In retail colocation, many different customers share the same data center. Individual customers may have their own racks or rooms, or they may be intermingled with those belonging to other organizations. The lease periods are much shorter – perhaps even just a year, but retail facilities often have a whole lot of connectivity and carrier options in order to cater to the needs of different companies. Customers don’t have as much input into the design and operation of the data center, but as with wholesale colocation, they own the servers.
The biggest difference between hosting and retail colocation is that with hosting, the vendor owns the server. The customer may have some ability to manage the server through a Web interface, but the provider is ultimately in control of the computer equipment. Hosting customers give up a lot of control, but in return they get lower prices and shorter-term contracts.
In recent years, the lines between these three different types have blurred. Some vendors do not specify whether their colocation services are retail or wholesale, and some use the terms hosting and colocation interchangeably. Generally, however, these are how the terms are used within the industry.
Top Data Center Companies: A Dramatically Shrinking List
Due to the growth of cloud computing, many of the data center providers that were once on this Datamation list have been acquired by the remaining players. For instance, Interxion was bought by Digital Realty Trust, CenturyLink purchased Level 3 Communications, and China Telecom bought 21 Vianet.

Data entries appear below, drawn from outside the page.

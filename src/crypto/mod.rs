//! Cryptographic primitives for the upstream link
//!
//! This module provides:
//! - Stream ciphers (AES-CFB, AES-CTR, ChaCha20) with a random IV per direction
//! - EVP_BytesToKey password-based key derivation
//! - HMAC-SHA1 one-time authentication
//! - Secure random number generation

mod auth;
mod kdf;
mod stream;

pub use auth::{prepare_key, AuthError, Authenticator, HmacSha1, KeyMaterial};
pub use kdf::evp_bytes_to_key;
pub use stream::{Crypto, Decryptor, Encryptor, Method};

use thiserror::Error;

/// Cryptographic errors
#[derive(Debug, Error)]
pub enum CryptoError {
    #[error("Unsupported cipher method: {0}")]
    UnsupportedMethod(String),

    #[error("Invalid key or IV length for {0}")]
    InvalidLength(Method),

    #[error("Random number generation failed")]
    Random,
}

/// Fill `buf` with cryptographically secure random bytes
pub fn random_bytes(buf: &mut [u8]) -> Result<(), CryptoError> {
    use ring::rand::{SecureRandom, SystemRandom};
    let rng = SystemRandom::new();
    rng.fill(buf).map_err(|_| CryptoError::Random)
}

#[cfg(test)]
mod tests {
    use super::*;

    #[test]
    fn test_random_bytes() {
        let mut buf1 = [0u8; 32];
        let mut buf2 = [0u8; 32];
        random_bytes(&mut buf1).unwrap();
        random_bytes(&mut buf2).unwrap();
        assert_ne!(buf1, buf2);
    }
}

In a move that raised eyebrows, AT&T – one of the biggest players in the data center market – sold its data center business in 2019 to Brookfield Infrastructure Partners, which now offers data centers as Evoque. Verizon, also a big player in data centers, made a similar sale of data facilities.
Bottom line: as the data center market is challenged by the growth of cloud, the key data center players are undergoing a dramatic period of consolidation. More accurately, a dramatic period of shrinkage.
Indeed, it’s reasonable to assume that the list of data center providers will continue to shrink as the whales gobble up the bigger fish. In the world of data centers, bigger is definitely better (larger facilities offer more capacity, a larger network offers global coverage) so expect only the biggest to survive.
Top Data Center Companies
Given the rapid market flux in the data center industry, remember one key factor in selecting a facility: will it be in business long term? That may be largely impossible to know, but – all things being equal – the larger the data center vendor, the more stable its market position.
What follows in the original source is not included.